EXERCISE DIRECTIONS - Return only that part of the material below which starts with the line containing "pub struct AppState" and goes on through the line containing "let headers = res.headers_mut();", restated exactly.

RECORDS FOR THE EXERCISE -
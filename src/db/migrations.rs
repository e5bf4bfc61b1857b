use color_eyre::Result;
use sqlx::SqlitePool;

struct Migration {
    version: &'static str,
    sql: &'static str,
}

const MIGRATIONS: &[Migration] = &[
    Migration {
        version: "V1",
        sql: include_str!("../../migrations/V1__init.sql"),
    },
    Migration {
        version: "V2",
        sql: include_str!("../../migrations/V2__seed_categories.sql"),
    },
];

pub async fn run(pool: &SqlitePool) -> Result<()> {
    sqlx::query(
        r#"
        CREATE TABLE IF NOT EXISTS schema_migrations (
            version TEXT PRIMARY KEY,
            applied_at TEXT NOT NULL DEFAULT CURRENT_TIMESTAMP
        )
        "#,
    )
    .execute(pool)
    .await?;

    for migration in MIGRATIONS {
        if applied(pool, migration.version).await? {
            continue;
        }

        // Execute multi-statement SQL using raw_sql
        sqlx::raw_sql(migration.sql).execute(pool).await?;

        sqlx::query("INSERT INTO schema_migrations (version) VALUES (?)")
            .bind(migration.version)
            .execute(pool)
            .await?;

        tracing::info!(version = migration.version, "applied database migration");
    }

    Ok(())
}

pub async fn applied(pool: &SqlitePool, version: &str) -> Result<bool> {
    let applied: bool =
        sqlx::query_scalar("SELECT EXISTS(SELECT 1 FROM schema_migrations WHERE version = ?)")
            .bind(version)
            .fetch_one(pool)
            .await?;

    Ok(applied)
}
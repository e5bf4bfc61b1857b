pub mod db;
pub mod handlers;
pub mod models;
pub mod names;
pub mod rejections;
pub mod utils;

use axum::{http::HeaderValue, middleware, Router};

#[derive(Clone)]
pub struct AppState {
    pub db: db::Db,
    pub questions_per_page: usize,
}

pub fn router(state: AppState) -> Router {
    Router::new()
        .merge(handlers::questions::routes())
        .merge(handlers::categories::routes())
        .layer(middleware::from_fn(cors_headers))
        .with_state(state)
}

/// Attach the CORS headers the catalog frontend expects to every response.
async fn cors_headers(
    req: axum::http::Request<axum::body::Body>,
    next: middleware::Next,
) -> axum::response::Response {
    let mut res = next.run(req).await;
    let headers = res.headers_mut();
    headers.insert("Access-Control-Allow-Origin", HeaderValue::from_static("*"));
    headers.insert(
        "Access-Control-Allow-Headers",
        HeaderValue::from_static("Content-Type,Authorization,true"),
    );
    headers.insert(
        "Access-Control-Allow-Methods",
        HeaderValue::from_static("GET,PUT,POST,DELETE,OPTIONS"),
    );
    res
}
use clap::Parser;
use trivia_api::db::Db;
use trivia_api::{names, AppState};

#[derive(Parser, Debug)]
#[command(version, about)]
struct Args {
    /// SQLite database URL.
    #[arg(long, env = "DATABASE_URL", default_value = "sqlite:trivia.db")]
    database_url: String,

    /// The address to bind to.
    #[arg(short, long, env, default_value = "127.0.0.1:8000")]
    address: String,

    /// Number of questions returned per listing page.
    #[arg(long, env, default_value_t = names::DEFAULT_QUESTIONS_PER_PAGE)]
    questions_per_page: usize,
}

#[tokio::main]
async fn main() -> color_eyre::Result<()> {
    color_eyre::install()?;

    let filter = std::env::var("RUST_LOG")
        .unwrap_or_else(|_| "tracing=info,axum=info,trivia_api=debug".to_owned());
    tracing_subscriber::fmt()
        .with_env_filter(filter)
        .with_span_events(tracing_subscriber::fmt::format::FmtSpan::CLOSE)
        .init();

    let args = Args::parse();

    let db = Db::new(&args.database_url).await?;
    let app = trivia_api::router(AppState {
        db,
        questions_per_page: args.questions_per_page,
    });

    let address = args.address.parse::<std::net::SocketAddr>()?;
    let listener = tokio::net::TcpListener::bind(address).await?;
    tracing::info!("listening on {address}");
    axum::serve(listener, app).await?;

    Ok(())
}
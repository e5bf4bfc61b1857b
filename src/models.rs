use serde::{Deserialize, Serialize, Serializer};

use crate::names;

/// Body of `POST /questions`: either a new record or a text search,
/// depending on whether `searchTerm` is present.
#[derive(Deserialize)]
#[serde(rename_all = "camelCase")]
pub struct QuestionPayload {
    pub question: Option<String>,
    pub answer: Option<String>,
    pub category: Option<i64>,
    pub difficulty: Option<i64>,
    pub search_term: Option<String>,
}

/// The category filter a question listing was produced under.
/// Serializes as the `"all"` sentinel or the raw category id.
pub enum CurrentCategory {
    All,
    Id(i64),
}

impl Serialize for CurrentCategory {
    fn serialize<S: Serializer>(&self, serializer: S) -> Result<S::Ok, S::Error> {
        match self {
            CurrentCategory::All => serializer.serialize_str(names::ALL_CATEGORIES),
            CurrentCategory::Id(id) => serializer.serialize_i64(*id),
        }
    }
}
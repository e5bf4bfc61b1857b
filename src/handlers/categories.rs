use axum::{extract::State, routing::get, Json, Router};
use serde::Serialize;

use crate::{
    names,
    rejections::{AppError, ResultExt},
    AppState,
};

pub fn routes() -> Router<AppState> {
    Router::new().route(names::CATEGORIES_URL, get(list_categories))
}

#[derive(Serialize)]
struct CategoryListResponse {
    success: bool,
    categories: Vec<String>,
    total_categories: usize,
}

async fn list_categories(
    State(state): State<AppState>,
) -> Result<Json<CategoryListResponse>, AppError> {
    let categories = state
        .db
        .category_names()
        .await
        .reject("failed to list categories")?;

    Ok(Json(CategoryListResponse {
        success: true,
        total_categories: categories.len(),
        categories,
    }))
}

SOLUTION TO THIS PROBLEM -
pub struct AppState {
    pub db: db::Db,
    pub questions_per_page: usize,
}

pub fn router(state: AppState) -> Router {
    Router::new()
        .merge(handlers::questions::routes())
        .merge(handlers::categories::routes())
        .layer(middleware::from_fn(cors_headers))
        .with_state(state)
}

/// Attach the CORS headers the catalog frontend expects to every response.
async fn cors_headers(
    req: axum::http::Request<axum::body::Body>,
    next: middleware::Next,
) -> axum::response::Response {
    let mut res = next.run(req).await;
    let headers = res.headers_mut();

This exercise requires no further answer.